Kein Stil. Sondern Haltung
Im Mittel flanieren 2.000 Besucher im Stadtgebiet zwischen den Spielorten, etwa der großen populärorientierten Citystage oder kleinen Konzerten in Clubatmosphäre. Dass mehrere Konzerte gleichzeitig staatfinden, tut der Sache keinen Abbruch. Im Gegenteil. Steidl will die ganze Stadt, das ganze Umfeld integrieren und somit eine Öffnung des »Elfenbeinturms für Jazzspezialisten« vorantreiben. »Ich muss alle mitnehmen und die Türen öffnen, mit dem Kunststück, nicht in den Kommerz zu gehen.« Beim Wort Montreux schüttelt es ihn ganz heftig. Mit dem Konzept, öffentlichen Raum neu zu besetzen, ist etwas ganz Bemerkenswertes gelungen. So waren die Nachmittagssessions und Konzerte zum Beispiel in einer wunderschönen Buchbinderei und in Räumlichkeiten des Bezirksgerichtes mit die Highlights für den Autor dieser Zeilen.

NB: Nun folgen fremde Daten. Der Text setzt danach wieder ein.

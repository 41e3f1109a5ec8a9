// ============================================
// File: crates/nyxpath-router/src/path/mod.rs
// ============================================
//! # Path Model
//!
//! ## Creation Reason
//! Everything about a single circuit: the hops we originate (`Circuit`),
//! the hops we relay for others (`TransitHop`), and the owner that keeps a
//! group of circuits alive (`PathSet`).
//!
//! ## Main Functionality
//!
//! ### Submodules
//! - [`hop`]: per-hop key material of an originated circuit
//! - [`circuit`]: onion layering and the client-side state machine
//! - [`transit`]: bookkeeping for hops relayed for someone else
//! - [`pathset`]: circuit arena, maintenance and owner hooks
//!
//! ## Circuit State Machine
//! ```text
//!   ┌──────────┐  latency reply   ┌─────────────┐  now >= expiry  ┌─────────┐
//!   │ Building │ ───────────────► │ Established │ ──────────────► │ Expired │
//!   └────┬─────┘                  └──────┬──────┘                 └─────────┘
//!        │ 30s without reply             │ 10s silent (exit/service)
//!        ▼                               ▼
//!   ┌─────────────────────────────────────────┐
//!   │               Timeout                   │
//!   └─────────────────────────────────────────┘
//! ```
//! No state ever returns to `Building`.
//!
//! ## ⚠️ Important Note for Next Developer
//! - Handlers return `HandleOutcome` rather than errors: malformed or
//!   unwarranted traffic is dropped and logged, never answered
//!
//! ## Last Modified
//! v0.1.0 - Initial path model

pub mod circuit;
pub mod hop;
pub mod pathset;
pub mod transit;

use std::fmt;
use std::sync::Arc;
use std::time::Duration;

use serde::Serialize;

use nyxpath_common::{PathId, RouterId};
use nyxpath_core::crypto::OnionCrypto;
use nyxpath_core::protocol::Value;
use nyxpath_transport::LinkSender;

use crate::services::{DhtHandler, Profiler};

// Re-export primary types
pub use circuit::{Circuit, CircuitStatus};
pub use hop::HopRecord;
pub use pathset::{LoggingHooks, PathSet, PathSetConfig, PathSetHooks};
pub use transit::{TransitHop, TransitHopInfo};

// ============================================
// Constants
// ============================================

/// How long a circuit may stay `Building`.
pub const BUILD_TIMEOUT: Duration = Duration::from_secs(30);

/// Silence after which an exit or service circuit is considered dead.
pub const ALIVE_TIMEOUT: Duration = Duration::from_secs(10);

/// Interval between latency probes on an established circuit.
pub const LATENCY_INTERVAL: Duration = Duration::from_secs(5);

/// Default hop lifetime.
pub const DEFAULT_PATH_LIFETIME: Duration = Duration::from_secs(600);

/// Most hops a circuit may have.
pub const MAX_HOPS: usize = 8;

/// A timed-out circuit is kept this long after its last message before
/// it is removed.
pub const PATH_REANIMATION_TIMEOUT: Duration = Duration::from_secs(45);

/// Window used by `expires_soon` when picking circuits for new traffic.
pub const EXPIRES_SOON_DELTA: Duration = Duration::from_secs(5);

// ============================================
// PathStatus
// ============================================

/// Lifecycle state of an originated circuit.
#[derive(Debug, Clone, Copy, PartialEq, Eq, Hash, Serialize)]
#[serde(rename_all = "lowercase")]
pub enum PathStatus {
    /// Commit sent, waiting for confirm and first latency reply
    Building,
    /// Usable
    Established,
    /// Build or liveness timeout
    Timeout,
    /// Lifetime ran out
    Expired,
}

impl PathStatus {
    /// Returns `true` if moving from `self` to `next` is allowed.
    #[must_use]
    pub const fn can_transition_to(self, next: Self) -> bool {
        matches!(
            (self, next),
            (Self::Building, Self::Established | Self::Timeout)
                | (Self::Established, Self::Timeout | Self::Expired)
        )
    }

    /// Returns `true` for states a circuit never leaves.
    #[must_use]
    pub const fn is_terminal(self) -> bool {
        matches!(self, Self::Timeout | Self::Expired)
    }
}

impl fmt::Display for PathStatus {
    fn fmt(&self, f: &mut fmt::Formatter<'_>) -> fmt::Result {
        match self {
            Self::Building => write!(f, "building"),
            Self::Established => write!(f, "established"),
            Self::Timeout => write!(f, "timeout"),
            Self::Expired => write!(f, "expired"),
        }
    }
}

// ============================================
// PathRoles
// ============================================

/// Role bitmask of a circuit.
#[derive(Clone, Copy, PartialEq, Eq, Hash, Default)]
pub struct PathRoles(u8);

impl PathRoles {
    /// No roles.
    pub const NONE: Self = Self(0);
    /// Carries exit traffic.
    pub const EXIT: Self = Self(1);
    /// Carries hidden-service traffic.
    pub const SERVICE: Self = Self(1 << 1);
    /// Plain client circuit.
    pub const CLIENT: Self = Self(1 << 2);

    /// Returns `true` if every bit of `other` is set.
    #[must_use]
    pub const fn contains(self, other: Self) -> bool {
        self.0 & other.0 == other.0
    }

    /// Returns `true` if any bit of `other` is set.
    #[must_use]
    pub const fn intersects(self, other: Self) -> bool {
        self.0 & other.0 != 0
    }

    /// Sets the bits of `other`.
    pub fn insert(&mut self, other: Self) {
        self.0 |= other.0;
    }

    /// Clears the bits of `other`.
    pub fn remove(&mut self, other: Self) {
        self.0 &= !other.0;
    }

    #[must_use]
    pub const fn is_empty(self) -> bool {
        self.0 == 0
    }

    /// Role names, for status output.
    #[must_use]
    pub fn names(self) -> Vec<&'static str> {
        let mut names = Vec::new();
        if self.contains(Self::EXIT) {
            names.push("exit");
        }
        if self.contains(Self::SERVICE) {
            names.push("service");
        }
        if self.contains(Self::CLIENT) {
            names.push("client");
        }
        names
    }
}

impl std::ops::BitOr for PathRoles {
    type Output = Self;

    fn bitor(self, rhs: Self) -> Self {
        Self(self.0 | rhs.0)
    }
}

impl fmt::Debug for PathRoles {
    fn fmt(&self, f: &mut fmt::Formatter<'_>) -> fmt::Result {
        write!(f, "PathRoles({})", self.names().join("|"))
    }
}

impl Serialize for PathRoles {
    fn serialize<S>(&self, serializer: S) -> Result<S::Ok, S::Error>
    where
        S: serde::Serializer,
    {
        self.names().serialize(serializer)
    }
}

// ============================================
// Handler Outcomes
// ============================================

/// Why an inbound message or cell was not acted on.
#[derive(Debug, Clone, Copy, PartialEq, Eq, Hash)]
pub enum DropReason {
    /// No path under that id for that sender
    NoSuchPath,
    /// Could not be decoded
    Malformed,
    /// Layer crypto failed
    Crypto,
    /// Not valid in the circuit's current state
    WrongState,
    /// Latency reply for a probe we did not send
    TokenMismatch,
    /// Exit signature did not verify
    BadSignature,
    /// Exit reply for a transaction we did not start
    TxMismatch,
    /// Traffic for a role the circuit does not hold
    MissingRole,
    /// A kind this side never legitimately receives
    Unwarranted,
    /// Could not be forwarded
    SendFailed,
}

impl fmt::Display for DropReason {
    fn fmt(&self, f: &mut fmt::Formatter<'_>) -> fmt::Result {
        let s = match self {
            Self::NoSuchPath => "no such path",
            Self::Malformed => "malformed",
            Self::Crypto => "crypto failure",
            Self::WrongState => "wrong state",
            Self::TokenMismatch => "token mismatch",
            Self::BadSignature => "bad signature",
            Self::TxMismatch => "transaction mismatch",
            Self::MissingRole => "missing role",
            Self::Unwarranted => "unwarranted",
            Self::SendFailed => "send failed",
        };
        f.write_str(s)
    }
}

/// Result of handing a message or cell to a handler.
#[derive(Debug, Clone, Copy, PartialEq, Eq)]
pub enum HandleOutcome {
    /// Acted on
    Accepted,
    /// Ignored, with the reason
    Dropped(DropReason),
}

impl HandleOutcome {
    #[must_use]
    pub const fn is_accepted(self) -> bool {
        matches!(self, Self::Accepted)
    }
}

// ============================================
// Circuit Events
// ============================================

/// Side effects a circuit reports to its owning `PathSet`.
///
/// Collected while the arena lock is held and dispatched to
/// [`PathSetHooks`] after it is released.
#[derive(Debug, Clone, PartialEq, Eq)]
pub enum CircuitEvent {
    /// First latency reply received
    Ready,
    /// Never confirmed within `BUILD_TIMEOUT`
    BuildTimeout,
    /// Went silent while established
    PathDied,
    /// Terminal hop could not deliver data for `path_id`
    DataDropped {
        /// Path the data was addressed to
        path_id: PathId,
    },
    /// Hidden-service frame for the owner
    HiddenServiceFrame(Vec<u8>),
    /// Inner DHT messages, answered by the DHT once the arena is unlocked
    Dht(Vec<Value>),
    /// Exit traffic for the owner
    ExitTraffic {
        /// Packet counter
        counter: u64,
        /// Packet without its counter prefix
        packet: Vec<u8>,
    },
    /// Exit granted
    ExitGranted {
        /// Obtain transaction
        tx_id: u64,
    },
    /// Exit refused
    ExitRejected {
        /// Obtain transaction
        tx_id: u64,
        /// Suggested wait
        backoff_ms: u64,
    },
    /// Exit session moved onto this circuit
    ExitUpdated {
        /// Update transaction
        tx_id: u64,
    },
    /// Exit closed by the terminal hop
    ExitClosed,
}

// ============================================
// PathEnv
// ============================================

/// Collaborators shared by every circuit, relay and endpoint on a router.
#[derive(Clone)]
pub struct PathEnv {
    /// This router
    pub local: RouterId,
    /// Outbound frames
    pub link: Arc<dyn LinkSender>,
    /// Hop layer cipher
    pub onion: Arc<dyn OnionCrypto>,
    /// Build and liveness outcomes
    pub profiler: Arc<dyn Profiler>,
    /// Tunnelled DHT
    pub dht: Arc<dyn DhtHandler>,
}

impl fmt::Debug for PathEnv {
    fn fmt(&self, f: &mut fmt::Formatter<'_>) -> fmt::Result {
        f.debug_struct("PathEnv")
            .field("local", &self.local)
            .finish_non_exhaustive()
    }
}

// ============================================
// Tests
// ============================================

Die äußerst gut gestaltete Handy-App mit Zeitangaben, Inhalten und Musikbeispielen oder gar Hinweisen auf spontane Musik-Flashmobs (z. B. beim McDonald’s) kam selbst bei hartgesottenen Jazzpuristen an und vereinfachte die Tagesgestaltung maßgeblich. So gestaltete sich das Flanieren zwischen den Konzerten zum entspannten Kopffreikriegen. Steidls Jazzbegriff wiederum ist recht einfach: »Jazz ist kein Stil, sondern eine Haltung.« Punkt. Anders, will heißen, komplizierter soll man’s eh nicht sagen.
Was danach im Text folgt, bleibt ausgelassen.